Não podemos nos esquecer de que no dia 24 de abril de 2013 esteve na pauta da Comissão de Finanças da Câmara dos Deputados o projeto de lei nº 478/2007, que “dispõe sobre o Estatuto do Nascituro e da outras providências”. O projeto baseou-se na crença de que a vida tem início desde a concepção, ou seja, antes mesmo de o ovo ser implantado no útero, visando, assim, estabelecer os direitos dos embriões, os chamados nascituros. Ou seja, um projeto de lei brasileiro que visou garantir proteção do embrião e não da vida de mulheres, crianças e pessoas que gestam. Foi proposto, inicialmente, em 2005, pelos deputados Osmânio Pereira e Elimar Máximo Damasceno.

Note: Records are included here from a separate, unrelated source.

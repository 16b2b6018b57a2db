// SPDX-FileCopyrightText: 2025 Contributors to the lame-session project.
// SPDX-License-Identifier: Apache-2.0

//! Encoder session lifecycle.
//!
//! [`EncoderSession`] owns at most one codec handle and moves between two
//! states:
//!
//! ```text
//!            open(ok)                    open(ok): close old, open new
//!  Closed ─────────────► Open ◄───────┐
//!    ▲  │                  │  └────────┘
//!    │  └─ close (no-op)   │ close
//!    └─────────────────────┘
//! ```
//!
//! `encode` and `flush` are only defined on `Open` and return
//! [`Error::InvalidStateUse`] otherwise, without reaching the codec.

use std::sync::{Arc, Mutex, MutexGuard, PoisonError};

use tracing::{debug, info, trace, warn};
use uuid::Uuid;

use crate::{
    Codec, EncoderConfig, Error, OutputBuffer, Result, SampleChunk, bridge,
    error::describe_code,
};

/// Observable state of an [`EncoderSession`].
#[derive(Debug, Clone, Copy, PartialEq, Eq)]
pub enum SessionState {
    /// No codec handle is held.
    Closed,
    /// A configured codec handle is held and accepts encode/flush calls.
    Open,
}

/// Everything that only exists while a session is open.
struct OpenStream<H> {
    handle: H,
    config: EncoderConfig,
    id: Uuid,
}

/// A single encoder stream from `open` to `close`.
///
/// The session exclusively owns its codec handle; the handle is created by
/// [`EncoderSession::open`] and released by [`EncoderSession::close`], by a
/// later `open`, or when the session is dropped. Sample chunks and output
/// buffers are borrowed for the duration of one call.
///
/// Calls are synchronous and take `&mut self`. Use [`SharedSession`] when
/// several owners need to drive the same stream.
///
/// # Examples
///
/// ```no_run
/// use lame_session::{
///     EncoderConfig, EncoderSession, LameCodec, SampleChunk, bridge, config, load_api,
/// };
///
/// # fn main() -> Result<(), lame_session::Error> {
/// let api = load_api(config::default_library_path())?;
/// let mut session = EncoderSession::new(LameCodec::new(api));
/// session.open(EncoderConfig::new(44100, 2, 44100, 128).with_quality(2))?;
///
/// let left = vec![0i16; 1152];
/// let right = vec![0i16; 1152];
/// let mut mp3 = vec![0u8; bridge::recommended_capacity(1152)];
/// let chunk = SampleChunk::new(&left, &right, 1152)?;
/// let n = session.encode(&chunk, &mut mp3)?;
/// // write &mp3[..n] somewhere
///
/// let mut tail = vec![0u8; bridge::FLUSH_CAPACITY];
/// let n = session.flush(&mut tail)?;
/// // write &tail[..n] somewhere
///
/// session.close();
/// # Ok(())
/// # }
/// ```
pub struct EncoderSession<C: Codec> {
    codec: C,
    stream: Option<OpenStream<C::Handle>>,
}

impl<C: Codec> EncoderSession<C> {
    /// Creates a closed session over `codec`.
    pub fn new(codec: C) -> Self {
        Self {
            codec,
            stream: None,
        }
    }

    /// Opens the session with `config`.
    ///
    /// A currently open handle is closed first. The new handle gets every
    /// setting applied and is then finalized exactly once before it becomes
    /// usable.
    ///
    /// # Errors
    ///
    /// Returns [`Error::InitializationFailed`] if the configuration is out of
    /// range or the codec cannot create or finalize a handle. The session is
    /// `Closed` afterwards in either case.
    pub fn open(&mut self, config: EncoderConfig) -> Result<()> {
        if let Some(previous) = &self.stream {
            info!(
                "Replacing open encoder session {} with a new one",
                previous.id
            );
            self.close();
        }

        config.validate()?;
        let mut handle = self.codec.open(&config)?;
        if let Err(error) = self.codec.finalize_params(&mut handle) {
            self.codec.close(handle);
            return Err(error);
        }

        let id = Uuid::new_v4();
        info!(
            "Opened encoder session {}: {} Hz -> {} Hz, {} channel(s), {} kbps, quality {}",
            id,
            config.in_sample_rate,
            config.out_sample_rate,
            config.out_channels,
            config.out_bitrate,
            config.quality
        );
        self.stream = Some(OpenStream { handle, config, id });
        Ok(())
    }

    /// Encodes one chunk into `out`, returning the number of bytes written.
    ///
    /// Zero is a normal result: the codec buffers input until it has enough
    /// for a frame.
    ///
    /// # Errors
    ///
    /// - [`Error::InvalidStateUse`] if the session is closed
    /// - [`Error::EncodeFailed`] with the codec's raw code; the session stays
    ///   open and `out` holds no valid output
    pub fn encode(&mut self, chunk: &SampleChunk<'_>, out: &mut [u8]) -> Result<usize> {
        let Some(stream) = self.stream.as_mut() else {
            return Err(Error::InvalidStateUse {
                operation: "encode",
            });
        };
        let mut out = OutputBuffer::new(out);
        let code = self.codec.encode(&mut stream.handle, chunk, &mut out);
        match bridge::bytes_written(code, out.capacity()) {
            Ok(written) => {
                trace!(
                    "Session {}: encoded {} sample(s) into {} byte(s)",
                    stream.id,
                    chunk.samples(),
                    written
                );
                Ok(written)
            }
            Err(code) => {
                warn!(
                    "Session {}: encode failed with code {} ({})",
                    stream.id,
                    code,
                    describe_code(code)
                );
                Err(Error::EncodeFailed(code))
            }
        }
    }

    /// Writes any buffered trailing data into `out`, returning the number of
    /// bytes written.
    ///
    /// Meant to be called once at the end of a stream, before [`Self::close`].
    /// Calling it with nothing pending is allowed.
    ///
    /// # Errors
    ///
    /// - [`Error::InvalidStateUse`] if the session is closed
    /// - [`Error::FlushFailed`] with the codec's raw code; the session stays open
    pub fn flush(&mut self, out: &mut [u8]) -> Result<usize> {
        let Some(stream) = self.stream.as_mut() else {
            return Err(Error::InvalidStateUse { operation: "flush" });
        };
        let mut out = OutputBuffer::new(out);
        let code = self.codec.flush(&mut stream.handle, &mut out);
        match bridge::bytes_written(code, out.capacity()) {
            Ok(written) => {
                debug!("Session {}: flushed {} byte(s)", stream.id, written);
                Ok(written)
            }
            Err(code) => {
                warn!(
                    "Session {}: flush failed with code {} ({})",
                    stream.id,
                    code,
                    describe_code(code)
                );
                Err(Error::FlushFailed(code))
            }
        }
    }

    /// Releases the codec handle. Closing a closed session does nothing.
    pub fn close(&mut self) {
        if let Some(stream) = self.stream.take() {
            self.codec.close(stream.handle);
            info!("Closed encoder session {}", stream.id);
        }
    }

    /// Current state.
    pub fn state(&self) -> SessionState {
        if self.stream.is_some() {
            SessionState::Open
        } else {
            SessionState::Closed
        }
    }

    /// Returns `true` while a handle is held.
    pub fn is_open(&self) -> bool {
        self.stream.is_some()
    }

    /// Configuration of the open stream.
    pub fn config(&self) -> Option<&EncoderConfig> {
        self.stream.as_ref().map(|stream| &stream.config)
    }

    /// Identifier of the open stream, as used in log messages.
    pub fn session_id(&self) -> Option<Uuid> {
        self.stream.as_ref().map(|stream| stream.id)
    }

    /// The codec this session drives.
    pub fn codec(&self) -> &C {
        &self.codec
    }
}

impl<C: Codec> Drop for EncoderSession<C> {
    /// Releases a still-open handle.
    fn drop(&mut self) {
        self.close();
    }
}

/// An [`EncoderSession`] behind a mutex, cloneable across owners and threads.
///
/// Every call holds the lock until it returns, so open/encode/flush/close
/// never overlap on the same handle.
pub struct SharedSession<C: Codec> {
    inner: Arc<Mutex<EncoderSession<C>>>,
}

impl<C: Codec> Clone for SharedSession<C> {
    fn clone(&self) -> Self {
        Self {
            inner: self.inner.clone(),
        }
    }
}

impl<C: Codec> SharedSession<C> {
    /// Creates a closed shared session over `codec`.
    pub fn new(codec: C) -> Self {
        Self::from_session(EncoderSession::new(codec))
    }

    /// Wraps an existing session.
    pub fn from_session(session: EncoderSession<C>) -> Self {
        Self {
            inner: Arc::new(Mutex::new(session)),
        }
    }

    fn lock(&self) -> Result<MutexGuard<'_, EncoderSession<C>>> {
        self.inner
            .lock()
            .map_err(|_| Error::Other("Encoder session lock is poisoned.".to_string()))
    }

    /// See [`EncoderSession::open`].
    pub fn open(&self, config: EncoderConfig) -> Result<()> {
        self.lock()?.open(config)
    }

    /// See [`EncoderSession::encode`].
    pub fn encode(&self, chunk: &SampleChunk<'_>, out: &mut [u8]) -> Result<usize> {
        self.lock()?.encode(chunk, out)
    }

    /// See [`EncoderSession::flush`].
    pub fn flush(&self, out: &mut [u8]) -> Result<usize> {
        self.lock()?.flush(out)
    }

    /// See [`EncoderSession::close`]. Also releases the handle if another
    /// holder panicked while owning the lock.
    pub fn close(&self) {
        self.inner
            .lock()
            .unwrap_or_else(PoisonError::into_inner)
            .close();
    }

    /// See [`EncoderSession::state`].
    pub fn state(&self) -> SessionState {
        self.inner
            .lock()
            .unwrap_or_else(PoisonError::into_inner)
            .state()
    }

    /// Runs `f` with exclusive access to the session.
    pub fn with<R>(&self, f: impl FnOnce(&mut EncoderSession<C>) -> R) -> Result<R> {
        let mut session = self.lock()?;
        Ok(f(&mut session))
    }
}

O assunto revela uma herança misógina, que é possível em uma sociedade patriarcal, capitalista, judaico-cristã moralista e hipócrita. A legislação trata da tentativa de dominação sobre o corpo e a sexualidade das mulheres, das crianças e pessoas com útero utilizando valores impostos através da culpa e do pecado. Esta pregação, falsa e oportunista, resulta em pressões e ações concretas no interior do poder legislativo.

O Estatuto do Nascituro, a “Bolsa Estupro”, a CPI do aborto e o PL do estupro formam um combo de estratégias cristãs dentro de uma política que, teoricamente, é laica e que está submetida a interferências das religiões cristãs e de suas concepções moralistas e hipócritas, tendo em vista que é justamente a religião com o maior número de casos de violência sexual contra mulheres, crianças e pessoas vulneráveis. A bancada composta por fundamentalistas, em sua maioria por deputados evangélicos, espíritas e católicos, está mais preocupada em controlar a vida das mulheres do que propriamente combater a violência sexual dentro de seus templos.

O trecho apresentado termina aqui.